=== Section Start ===

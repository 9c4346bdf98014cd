//! Error classification and process exit codes.

use thiserror::Error;

/// Everything went fine.
pub const EXIT_OK: i32 = 0;
/// Invalid input, scheduler failure or a broken remote call.
pub const EXIT_FAILURE: i32 = 1;
/// The job exists but is not usable yet; re-running later may succeed.
pub const EXIT_NOT_READY: i32 = 2;

/// Failures that decide how the process exits.
#[derive(Debug, Error)]
pub enum Error {
    /// Unknown flag, missing argument or malformed value.
    #[error("{0}")]
    Usage(String),

    /// qsub exited with a non-zero status.
    #[error("qsub failed with code {code}: {stderr}")]
    SubmitRejected { code: i32, stderr: String },

    /// qsub succeeded but did not report a job id.
    #[error("could not parse job id from qsub output: {0}")]
    SubmitOutput(String),

    /// More than one job carries the same derived name.
    #[error("found {} jobs named {name}, expected at most one:\n{}", .rows.len(), .rows.join("\n"))]
    DuplicateJobs { name: String, rows: Vec<String> },

    /// The job dropped out of the listing while we were waiting for it.
    #[error("job {job_id} ({name}) quit unexpectedly")]
    JobVanished { job_id: u64, name: String },

    /// The job did not reach the running state in time.
    #[error("job {job_id} is not running yet (state {state}), try again later")]
    NotRunning { job_id: u64, state: String },

    /// The job runs but its log has no server URL yet.
    #[error("job {job_id} has not reported a server URL in {} yet, try again later", .log.display())]
    LogNotReady {
        job_id: u64,
        log: std::path::PathBuf,
    },

    /// The launcher is already running on the submit host.
    #[error("refusing to run on {hostname}: it already looks like {remote}")]
    SelfInvocation { hostname: String, remote: String },

    /// The remote side did not print a NODE line.
    #[error("no NODE line in output from {remote}; remote output was:\n{output}")]
    MissingNode { remote: String, output: String },

    /// The remote command ended with a non-zero status.
    #[error("{program} on {remote} exited with code {code}:\n{output}")]
    RemoteFailed {
        remote: String,
        program: String,
        code: i32,
        output: String,
    },

    #[error(transparent)]
    Other(#[from] anyhow::Error),
}

impl Error {
    pub fn usage(message: impl Into<String>) -> Self {
        Error::Usage(message.into())
    }

    /// Exit code the binaries terminate with for this error.
    pub fn exit_code(&self) -> i32 {
        match self {
            Error::NotRunning { .. } | Error::LogNotReady { .. } => EXIT_NOT_READY,
            Error::RemoteFailed { code, .. } if *code > 0 => *code,
            _ => EXIT_FAILURE,
        }
    }

    /// Readiness failures are worth retrying by re-running the command.
    pub fn is_transient(&self) -> bool {
        self.exit_code() == EXIT_NOT_READY
    }
}

pub type Result<T, E = Error> = std::result::Result<T, E>;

=== Section End ===

Go to the line in the material above that contains "broken remote call." and copy exactly from there through the line that contains "exited with a non-zero status.", stopping after it.

RESULT OF THE TASK:
/// Invalid input, scheduler failure or a broken remote call.
pub const EXIT_FAILURE: i32 = 1;
/// The job exists but is not usable yet; re-running later may succeed.
pub const EXIT_NOT_READY: i32 = 2;

/// Failures that decide how the process exits.
#[derive(Debug, Error)]
pub enum Error {
    /// Unknown flag, missing argument or malformed value.
    #[error("{0}")]
    Usage(String),

    /// qsub exited with a non-zero status.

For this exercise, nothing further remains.